§ Task objective
A single figure is wanted: the count of lines below containing the string "itself".

[Collected data]
----
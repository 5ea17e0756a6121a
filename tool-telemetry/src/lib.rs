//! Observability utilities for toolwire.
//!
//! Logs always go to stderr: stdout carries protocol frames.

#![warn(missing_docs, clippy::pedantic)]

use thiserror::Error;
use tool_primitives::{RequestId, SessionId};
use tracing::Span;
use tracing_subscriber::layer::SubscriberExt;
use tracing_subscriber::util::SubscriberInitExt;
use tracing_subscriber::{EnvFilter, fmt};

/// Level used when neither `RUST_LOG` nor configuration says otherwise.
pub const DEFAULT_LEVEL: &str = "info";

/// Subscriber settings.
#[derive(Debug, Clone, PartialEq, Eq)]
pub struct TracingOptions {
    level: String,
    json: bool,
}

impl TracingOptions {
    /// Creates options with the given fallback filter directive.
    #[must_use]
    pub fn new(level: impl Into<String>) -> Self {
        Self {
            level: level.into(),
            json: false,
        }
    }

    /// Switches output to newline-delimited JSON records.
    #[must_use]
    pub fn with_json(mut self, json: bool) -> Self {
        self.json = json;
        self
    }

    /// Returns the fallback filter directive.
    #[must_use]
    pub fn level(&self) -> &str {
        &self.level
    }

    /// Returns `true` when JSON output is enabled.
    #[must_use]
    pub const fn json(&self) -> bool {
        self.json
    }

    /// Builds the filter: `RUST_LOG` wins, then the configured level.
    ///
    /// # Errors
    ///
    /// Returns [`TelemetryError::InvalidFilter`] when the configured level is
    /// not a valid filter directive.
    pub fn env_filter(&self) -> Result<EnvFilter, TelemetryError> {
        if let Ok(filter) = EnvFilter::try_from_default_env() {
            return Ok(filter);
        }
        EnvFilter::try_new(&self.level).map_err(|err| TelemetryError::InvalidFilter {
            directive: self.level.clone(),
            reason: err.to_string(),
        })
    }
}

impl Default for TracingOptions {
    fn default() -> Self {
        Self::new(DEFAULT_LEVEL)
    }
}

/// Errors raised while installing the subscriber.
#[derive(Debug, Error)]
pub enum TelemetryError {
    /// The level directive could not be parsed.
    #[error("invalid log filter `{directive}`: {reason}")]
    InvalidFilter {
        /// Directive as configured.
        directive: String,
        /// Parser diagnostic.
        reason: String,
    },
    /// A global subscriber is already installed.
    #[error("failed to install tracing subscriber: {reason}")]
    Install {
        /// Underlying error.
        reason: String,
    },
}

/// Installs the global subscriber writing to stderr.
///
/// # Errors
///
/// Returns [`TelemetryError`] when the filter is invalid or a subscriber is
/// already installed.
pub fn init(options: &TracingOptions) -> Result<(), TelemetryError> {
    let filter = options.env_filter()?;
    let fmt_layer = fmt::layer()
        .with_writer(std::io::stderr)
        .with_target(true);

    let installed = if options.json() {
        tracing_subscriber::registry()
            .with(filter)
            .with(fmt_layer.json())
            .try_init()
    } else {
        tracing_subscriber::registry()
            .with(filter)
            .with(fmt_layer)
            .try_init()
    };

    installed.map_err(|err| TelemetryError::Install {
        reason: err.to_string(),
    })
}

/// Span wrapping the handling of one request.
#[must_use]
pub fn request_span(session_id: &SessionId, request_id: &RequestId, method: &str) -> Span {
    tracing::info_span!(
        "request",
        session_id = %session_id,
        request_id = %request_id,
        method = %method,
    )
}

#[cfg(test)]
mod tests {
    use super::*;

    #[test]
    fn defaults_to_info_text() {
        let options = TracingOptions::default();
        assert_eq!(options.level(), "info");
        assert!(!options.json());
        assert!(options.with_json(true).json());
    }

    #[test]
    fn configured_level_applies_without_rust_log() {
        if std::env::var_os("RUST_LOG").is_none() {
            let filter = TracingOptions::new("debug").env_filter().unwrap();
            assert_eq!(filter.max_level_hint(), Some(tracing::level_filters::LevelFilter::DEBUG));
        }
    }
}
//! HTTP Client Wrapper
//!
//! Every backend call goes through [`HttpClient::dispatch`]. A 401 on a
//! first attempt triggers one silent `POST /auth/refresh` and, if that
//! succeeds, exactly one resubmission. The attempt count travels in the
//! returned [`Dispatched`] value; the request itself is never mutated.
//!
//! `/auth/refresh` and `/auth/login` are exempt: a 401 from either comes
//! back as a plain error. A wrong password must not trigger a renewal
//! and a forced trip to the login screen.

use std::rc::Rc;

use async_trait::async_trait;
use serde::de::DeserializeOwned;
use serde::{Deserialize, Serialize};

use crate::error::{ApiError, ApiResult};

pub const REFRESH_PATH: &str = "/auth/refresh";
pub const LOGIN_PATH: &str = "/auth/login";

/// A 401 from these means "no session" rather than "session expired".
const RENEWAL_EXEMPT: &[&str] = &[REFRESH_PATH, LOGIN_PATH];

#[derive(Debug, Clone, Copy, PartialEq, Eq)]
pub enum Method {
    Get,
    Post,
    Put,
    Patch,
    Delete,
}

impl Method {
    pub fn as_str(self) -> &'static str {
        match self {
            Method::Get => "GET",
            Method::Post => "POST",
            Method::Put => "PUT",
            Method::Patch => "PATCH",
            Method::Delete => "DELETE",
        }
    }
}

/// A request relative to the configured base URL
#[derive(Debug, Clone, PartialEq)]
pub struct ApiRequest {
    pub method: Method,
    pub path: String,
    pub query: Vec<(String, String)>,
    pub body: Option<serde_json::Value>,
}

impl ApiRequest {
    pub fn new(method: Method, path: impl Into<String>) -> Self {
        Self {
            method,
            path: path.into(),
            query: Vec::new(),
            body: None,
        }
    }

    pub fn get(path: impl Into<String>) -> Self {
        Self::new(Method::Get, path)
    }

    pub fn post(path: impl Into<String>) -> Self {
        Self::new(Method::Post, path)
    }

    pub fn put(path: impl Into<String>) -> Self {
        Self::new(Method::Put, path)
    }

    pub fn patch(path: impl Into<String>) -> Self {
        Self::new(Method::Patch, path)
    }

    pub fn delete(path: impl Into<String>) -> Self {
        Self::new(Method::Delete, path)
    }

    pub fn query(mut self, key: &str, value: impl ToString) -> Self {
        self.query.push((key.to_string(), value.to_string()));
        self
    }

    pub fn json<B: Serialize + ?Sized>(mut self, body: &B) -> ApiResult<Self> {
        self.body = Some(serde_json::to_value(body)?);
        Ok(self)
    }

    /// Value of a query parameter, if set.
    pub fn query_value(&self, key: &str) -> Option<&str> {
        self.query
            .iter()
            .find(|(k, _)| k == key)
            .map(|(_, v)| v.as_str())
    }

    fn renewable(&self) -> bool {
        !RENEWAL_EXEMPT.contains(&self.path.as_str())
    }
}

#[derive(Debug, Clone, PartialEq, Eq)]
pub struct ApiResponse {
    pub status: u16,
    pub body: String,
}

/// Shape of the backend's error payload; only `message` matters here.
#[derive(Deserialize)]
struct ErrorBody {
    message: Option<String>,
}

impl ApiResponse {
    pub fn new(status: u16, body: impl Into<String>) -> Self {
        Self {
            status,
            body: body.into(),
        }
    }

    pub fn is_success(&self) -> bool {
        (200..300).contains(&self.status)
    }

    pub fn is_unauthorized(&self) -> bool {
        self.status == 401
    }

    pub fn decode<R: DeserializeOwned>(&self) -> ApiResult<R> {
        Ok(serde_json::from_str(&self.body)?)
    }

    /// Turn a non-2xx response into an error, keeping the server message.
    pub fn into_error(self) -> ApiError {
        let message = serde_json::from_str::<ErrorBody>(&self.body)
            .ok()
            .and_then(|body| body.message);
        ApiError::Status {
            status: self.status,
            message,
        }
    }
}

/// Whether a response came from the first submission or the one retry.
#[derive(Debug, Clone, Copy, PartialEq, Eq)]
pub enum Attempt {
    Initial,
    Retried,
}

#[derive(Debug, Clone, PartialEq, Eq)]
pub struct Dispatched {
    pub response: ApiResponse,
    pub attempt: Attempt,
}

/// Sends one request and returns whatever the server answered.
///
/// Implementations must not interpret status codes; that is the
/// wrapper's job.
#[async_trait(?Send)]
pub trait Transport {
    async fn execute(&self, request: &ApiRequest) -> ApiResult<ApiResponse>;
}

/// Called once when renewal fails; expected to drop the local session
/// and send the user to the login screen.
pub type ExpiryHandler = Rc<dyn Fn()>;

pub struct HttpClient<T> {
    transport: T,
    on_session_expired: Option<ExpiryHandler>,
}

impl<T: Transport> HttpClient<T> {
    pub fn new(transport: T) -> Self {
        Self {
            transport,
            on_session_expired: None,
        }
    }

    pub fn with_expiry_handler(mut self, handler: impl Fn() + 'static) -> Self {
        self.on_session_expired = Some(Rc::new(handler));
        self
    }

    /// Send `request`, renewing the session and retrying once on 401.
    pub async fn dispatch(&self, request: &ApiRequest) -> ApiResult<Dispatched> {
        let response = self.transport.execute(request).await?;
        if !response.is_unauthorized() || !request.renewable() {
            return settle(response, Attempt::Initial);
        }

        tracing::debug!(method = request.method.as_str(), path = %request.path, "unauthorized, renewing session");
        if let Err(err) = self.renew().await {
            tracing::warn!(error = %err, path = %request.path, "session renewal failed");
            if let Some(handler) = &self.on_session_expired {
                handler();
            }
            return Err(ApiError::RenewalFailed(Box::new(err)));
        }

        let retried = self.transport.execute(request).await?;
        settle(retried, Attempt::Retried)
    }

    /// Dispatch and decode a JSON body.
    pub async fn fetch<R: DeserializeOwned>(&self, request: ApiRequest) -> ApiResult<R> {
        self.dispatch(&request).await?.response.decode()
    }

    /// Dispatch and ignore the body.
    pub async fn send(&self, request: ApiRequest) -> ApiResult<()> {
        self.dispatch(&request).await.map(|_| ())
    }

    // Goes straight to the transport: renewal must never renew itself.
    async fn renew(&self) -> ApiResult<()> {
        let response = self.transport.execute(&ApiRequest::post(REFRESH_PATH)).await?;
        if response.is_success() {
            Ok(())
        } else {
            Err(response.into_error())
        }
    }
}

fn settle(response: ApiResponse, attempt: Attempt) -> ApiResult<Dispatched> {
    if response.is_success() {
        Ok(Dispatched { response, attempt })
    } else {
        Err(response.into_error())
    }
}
----
§ Task answer
2